I'm in my final months of medical school, and I spend my nights ramping up for the board exams. For the first time in five years, I'll be home for more than a month long stretch. You'd think I'd enjoy the experience more than I do.
After spending the day attending online classes, and reading textbooks, my dad and I have a drink in the kitchen. I've recently identified the fumes of his cigarettes as the scent of my childhood. Every time he smokes, I'm reminded that he's more likely to get infected with the coronavirus than if he didn't. As anyone who has a smoking Asian parent knows, telling them off doesn't do anything.
"If we get the virus," he says suddenly, "will the hospital you study in take us?"
I don't answer immediately. It's a trick question: the system in my country operates on money and power. We have neither. I say: "they will if there's room." Which is the official statement.
What my dad means to ask is: if any of us contract the virus, will the system you've gone through protect you?

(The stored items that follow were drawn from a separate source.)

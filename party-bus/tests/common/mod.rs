#![allow(dead_code)]

use std::{future::Future, net::SocketAddr, sync::Arc, time::Duration};

use anyhow::{Result, anyhow};
use party_bus::{broker::Broker, registry::Registry};
use tokio::{net::TcpListener, sync::oneshot, task::JoinHandle, time::timeout};

pub const READ_TIMEOUT: Duration = Duration::from_secs(2);

/// A relay running on an ephemeral port for the duration of a test.
pub struct TestRelay {
    pub addr: SocketAddr,
    pub registry: Arc<Registry>,
    shutdown: oneshot::Sender<()>,
    server: JoinHandle<()>,
}

impl TestRelay {
    pub async fn start() -> Result<Self> {
        let listener = TcpListener::bind("127.0.0.1:0").await?;
        let broker = Broker::new(listener);
        let addr = broker.local_addr()?;
        let registry = broker.registry();

        let (shutdown, shutdown_rx) = oneshot::channel::<()>();
        let server = tokio::spawn(async move {
            let shutdown = async move {
                let _ = shutdown_rx.await;
            };
            let _ = broker.run_until(shutdown).await;
        });

        Ok(Self {
            addr,
            registry,
            shutdown,
            server,
        })
    }

    pub fn host(&self) -> String {
        self.addr.to_string()
    }

    pub async fn stop(self) {
        let _ = self.shutdown.send(());
        if timeout(READ_TIMEOUT, self.server).await.is_err() {
            eprintln!("relay did not stop in time");
        }
    }
}

/// Polls `condition` until it holds or the read timeout expires.
pub async fn wait_until<F, Fut>(description: &str, mut condition: F) -> Result<()>
where
    F: FnMut() -> Fut,
    Fut: Future<Output = bool>,
{
    let deadline = tokio::time::Instant::now() + READ_TIMEOUT;
    while tokio::time::Instant::now() < deadline {
        if condition().await {
            return Ok(());
        }
        tokio::time::sleep(Duration::from_millis(10)).await;
    }
    Err(anyhow!("timed out waiting until {description}"))
}
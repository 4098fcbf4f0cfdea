//! A session-scoped WebSocket message relay.
//!
//! Peers connect to `ws://host/{session_id}`, introduce themselves with a
//! `Hello` and then exchange short messages with the other peers of the same
//! session, either broadcast or addressed to a list of identifiers. Nothing is
//! stored: a session exists only while at least one peer is connected.
//!
//! - [`message`] defines the four protocol messages and their JSON encoding.
//! - [`session`] owns the peers of one session, enforces the `from` field
//!   rules and routes messages.
//! - [`registry`] maps session identifiers to live sessions.
//! - [`handler`] runs the read loop of one server-side connection.
//! - [`broker`] is the HTTP server that upgrades requests to WebSockets.
//! - [`connector`] is the client side, exposing a connection as channels.
//! - [`cli`] and [`client`] implement the `create` / `join` command line.

pub mod broker;
pub mod cli;
pub mod client;
pub mod connector;
pub mod handler;
pub mod message;
pub mod registry;
pub mod session;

He then shows me an article about advance directives. I shrink a couple of feet and feel like a child again. I want to say that we don't have to worry about that yet, but who am I kidding? Death is playing his own Russian roulette game throughout the city, and who knows which door he'll knock on next.
I don't mind dying. I've accepted it. It's a hazard of my profession. But I don't want to bury my dead. I didn't spend five years away from everyone I cared about just for their lives to end like that.
But who am I kidding? When did death ever listen to the living?